(Available data Opens)
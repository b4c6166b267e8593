//! Verification of first-party runtime tokens (shared-secret HS256).
//!
//! This is the fallback trust path for courses without a registered
//! provider: an embedded first-party tool presents a scoped, revocable
//! token instead of standing up a JWKS endpoint. Only HS256 is accepted
//! and the secret is server-controlled, so algorithm confusion does not
//! apply here.

use std::collections::HashSet;

use chrono::Utc;
use jsonwebtoken::{Algorithm, DecodingKey, Validation, errors::ErrorKind};
use serde::Deserialize;
use thiserror::Error;

use crate::services::auth::VerifiedClaims;

#[derive(Debug, Error)]
pub enum RuntimeTokenError {
    /// Unparseable or cryptographically invalid; the gate maps this to an
    /// unauthenticated rejection.
    #[error("runtime token invalid: {0}")]
    Invalid(String),

    #[error("temporal claim invalid: {0}")]
    Temporal(&'static str),

    /// Valid token, insufficient capability; maps to forbidden.
    #[error("missing required scope: {0}")]
    InsufficientScope(String),
}

#[derive(Debug, Deserialize)]
struct RuntimeTokenClaims {
    sub: String,
    exp: u64,

    #[serde(default)]
    iss: Option<String>,
    #[serde(default)]
    nbf: Option<u64>,
    #[serde(default)]
    iat: Option<u64>,

    #[serde(default)]
    scopes: Vec<String>,
    #[serde(default, rename = "courseId")]
    course_id: Option<String>,
    #[serde(default, rename = "userId")]
    user_id: Option<String>,
}

pub struct RuntimeTokenVerifier {
    decoding_key: DecodingKey,
    validation: Validation,
    leeway_seconds: u64,
}

impl std::fmt::Debug for RuntimeTokenVerifier {
    fn fmt(&self, f: &mut std::fmt::Formatter<'_>) -> std::fmt::Result {
        // Do not print the shared secret
        f.debug_struct("RuntimeTokenVerifier")
            .field("leeway_seconds", &self.leeway_seconds)
            .finish()
    }
}

impl RuntimeTokenVerifier {
    pub fn new(shared_secret: &str, leeway_seconds: u64) -> Self {
        let mut validation = Validation::new(Algorithm::HS256);
        validation.leeway = leeway_seconds;
        validation.validate_aud = false;

        Self {
            decoding_key: DecodingKey::from_secret(shared_secret.as_bytes()),
            validation,
            leeway_seconds,
        }
    }

    /// Verify `token` and require every scope in `required_scopes`.
    pub fn verify(
        &self,
        token: &str,
        required_scopes: &[&str],
    ) -> Result<VerifiedClaims, RuntimeTokenError> {
        let claims =
            jsonwebtoken::decode::<RuntimeTokenClaims>(token, &self.decoding_key, &self.validation)
                .map_err(|e| match e.kind() {
                    ErrorKind::ExpiredSignature => RuntimeTokenError::Temporal("exp"),
                    ErrorKind::ImmatureSignature => RuntimeTokenError::Temporal("nbf"),
                    _ => RuntimeTokenError::Invalid(e.to_string()),
                })?
                .claims;

        let now = Utc::now().timestamp().max(0) as u64;
        if let Some(nbf) = claims.nbf {
            if nbf > now + self.leeway_seconds {
                return Err(RuntimeTokenError::Temporal("nbf"));
            }
        }
        if let Some(iat) = claims.iat {
            if iat > now + self.leeway_seconds {
                return Err(RuntimeTokenError::Temporal("iat"));
            }
        }

        let scopes: HashSet<String> = claims.scopes.into_iter().collect();
        for required in required_scopes {
            if !scopes.contains(*required) {
                return Err(RuntimeTokenError::InsufficientScope(required.to_string()));
            }
        }

        Ok(VerifiedClaims {
            subject: claims.sub,
            issuer: claims.iss.unwrap_or_default(),
            audience: None,
            course_id: claims.course_id,
            user_id: claims.user_id,
            scopes,
            expires_at: claims.exp,
        })
    }
}
//! Double-submit CSRF guard for browser-originated mutation routes.
//!
//! Responsibility:
//! - Compare the `csrf_token` cookie against the `x-csrf-token` request
//!   header on mutating methods; both present, non-empty and exactly equal,
//!   or the request is forbidden
//! - No server-side token storage; the cookie is the state
//!
//! Cookie issuance is the security-header middleware's job (it mints the
//! token on any response missing it, so a later mutation already has one to
//! echo). The whole guard is a no-op unless CSRF_ENFORCEMENT is set: some
//! deployments rely solely on same-site cookies plus an origin check.

use axum::{
    Router,
    body::Body,
    extract::State,
    http::{HeaderMap, Method, Request, header},
    middleware::{self, Next},
    response::Response,
};
use tracing::warn;

use crate::error::AppError;

pub const CSRF_COOKIE: &str = "csrf_token";
pub const CSRF_HEADER: &str = "x-csrf-token";

/// Double-submit comparison. Empty strings do not count as present.
pub fn check(cookie: Option<&str>, header: Option<&str>) -> bool {
    match (cookie, header) {
        (Some(cookie), Some(header)) => !cookie.is_empty() && cookie == header,
        _ => false,
    }
}

/// Read one cookie value out of the `Cookie` request header.
pub(crate) fn cookie_value<'a>(headers: &'a HeaderMap, name: &str) -> Option<&'a str> {
    let cookies = headers.get(header::COOKIE)?.to_str().ok()?;
    cookies.split(';').find_map(|pair| {
        let (k, v) = pair.trim().split_once('=')?;
        (k == name).then_some(v)
    })
}

/// Apply the guard to a set of browser-facing mutation routes.
pub fn apply<S>(router: Router<S>, enabled: bool) -> Router<S>
where
    S: Clone + Send + Sync + 'static,
{
    router.layer(middleware::from_fn_with_state(enabled, csrf_middleware))
}

async fn csrf_middleware(
    State(enabled): State<bool>,
    req: Request<Body>,
    next: Next,
) -> Result<Response, AppError> {
    if !enabled || is_safe(req.method()) {
        return Ok(next.run(req).await);
    }

    let cookie = cookie_value(req.headers(), CSRF_COOKIE);
    let header = req.headers().get(CSRF_HEADER).and_then(|v| v.to_str().ok());

    if !check(cookie, header) {
        warn!(
            cookie_present = cookie.is_some(),
            header_present = header.is_some(),
            "csrf double-submit mismatch"
        );
        return Err(AppError::forbidden("CSRF_MISMATCH"));
    }

    Ok(next.run(req).await)
}

fn is_safe(method: &Method) -> bool {
    matches!(*method, Method::GET | Method::HEAD | Method::OPTIONS)
}
/*
 * Responsibility
 * - Outcome callback request/response DTO
 * - Shape validation only; authorization happens before deserialization is
 *   even attempted
 */
use serde::{Deserialize, Serialize};

#[derive(Debug, Deserialize)]
pub struct OutcomeRequest {
    #[serde(rename = "userId")]
    pub user_id: String,
    /// Normalized score in [0.0, 1.0].
    pub score: f64,
    pub comment: Option<String>,
}

impl OutcomeRequest {
    pub fn validate(&self) -> Result<(), &'static str> {
        if self.user_id.trim().is_empty() {
            return Err("userId is required");
        }
        if !self.score.is_finite() || !(0.0..=1.0).contains(&self.score) {
            return Err("score must be within [0.0, 1.0]");
        }
        if let Some(comment) = &self.comment
            && comment.len() > 1024
        {
            return Err("comment must be <= 1024 chars");
        }
        Ok(())
    }
}

#[derive(Debug, Serialize)]
pub struct OutcomeResponse {
    pub accepted: bool,
}

#[cfg(test)]
mod tests {
    use super::*;

    fn request(score: f64) -> OutcomeRequest {
        OutcomeRequest {
            user_id: "user-1".to_string(),
            score,
            comment: None,
        }
    }

    #[test]
    fn boundary_scores_are_valid() {
        assert!(request(0.0).validate().is_ok());
        assert!(request(1.0).validate().is_ok());
    }

    #[test]
    fn out_of_range_and_non_finite_scores_fail() {
        assert!(request(-0.01).validate().is_err());
        assert!(request(1.01).validate().is_err());
        assert!(request(f64::NAN).validate().is_err());
        assert!(request(f64::INFINITY).validate().is_err());
    }

    #[test]
    fn blank_user_id_fails() {
        let mut req = request(0.5);
        req.user_id = "  ".to_string();
        assert!(req.validate().is_err());
    }
}
/*
 * Responsibility
 * - Config load → production safety guard → dependency wiring → Router
 * - Middleware application (http hygiene / CORS / security headers /
 *   test-role override)
 * - Start serving via axum::serve()
 */
use std::sync::Arc;

use anyhow::{Context, Result};
use axum::Router;
use sqlx::postgres::PgPoolOptions;
use tracing::info;
use tracing_subscriber::EnvFilter;

use crate::{
    api,
    config::Config,
    middleware::{cors, http, security_headers, security_headers::HeaderPolicy, test_role},
    repos::provider_repo::PgProviderStore,
    services::auth::{build_authorization_gate, rate_limit::RateLimiter},
    state::AppState,
};

pub async fn run() -> Result<()> {
    init_tracing();

    let config = Config::from_env().context("configuration")?;
    // Boot half of the production safety guard: refuse to serve at all
    // rather than serve insecurely.
    config.validate().context("production safety guard")?;

    let state = build_state(&config).await?;
    let app = build_router(&config, state);

    info!(addr = %config.addr, env = ?config.app_env, "listening");
    let listener = tokio::net::TcpListener::bind(config.addr).await?;
    axum::serve(listener, app).await?;
    Ok(())
}

fn init_tracing() {
    let filter =
        EnvFilter::try_from_default_env().unwrap_or_else(|_| EnvFilter::new("info,tower_http=info"));
    tracing_subscriber::fmt().with_env_filter(filter).init();
}

async fn build_state(config: &Config) -> Result<AppState> {
    let db = PgPoolOptions::new()
        .max_connections(10)
        .connect(&config.database_url)
        .await
        .context("database connection")?;

    let providers = Arc::new(PgProviderStore::new(db.clone()));
    let limiter = Arc::new(RateLimiter::new());
    let gate = build_authorization_gate(config, providers, limiter.clone())
        .map_err(|err| anyhow::anyhow!("authorization gate wiring failed: {err}"))?;

    Ok(AppState {
        db,
        gate,
        limiter,
        mutation_rate_limit: config.mutation_rate_limit,
        rate_limit_window_ms: config.rate_limit_window_ms,
    })
}

fn build_router(config: &Config, state: AppState) -> Router {
    let policy = Arc::new(HeaderPolicy::from_config(config));
    let is_production = config.app_env.is_production();

    let router = Router::new()
        .nest("/api/v1", api::v1::routes(config.csrf_enforcement))
        .with_state(state);

    // Later layers wrap earlier ones, so the http hygiene stack (request id,
    // limits, timeout, tracing) is outermost and sees every request.
    let router = test_role::apply(router, is_production);
    let router = security_headers::apply(router, policy);
    let router = cors::apply(router, config);
    http::apply(router)
}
(Available data Closes)
**Prompt**: Copy out each line of the data where the string "Result" appears.

**Response area**:
    fn fmt(&self, f: &mut std::fmt::Formatter<'_>) -> std::fmt::Result {
    ) -> Result<VerifiedClaims, RuntimeTokenError> {
) -> Result<Response, AppError> {
    pub fn validate(&self) -> Result<(), &'static str> {
use anyhow::{Context, Result};
pub async fn run() -> Result<()> {
async fn build_state(config: &Config) -> Result<AppState> {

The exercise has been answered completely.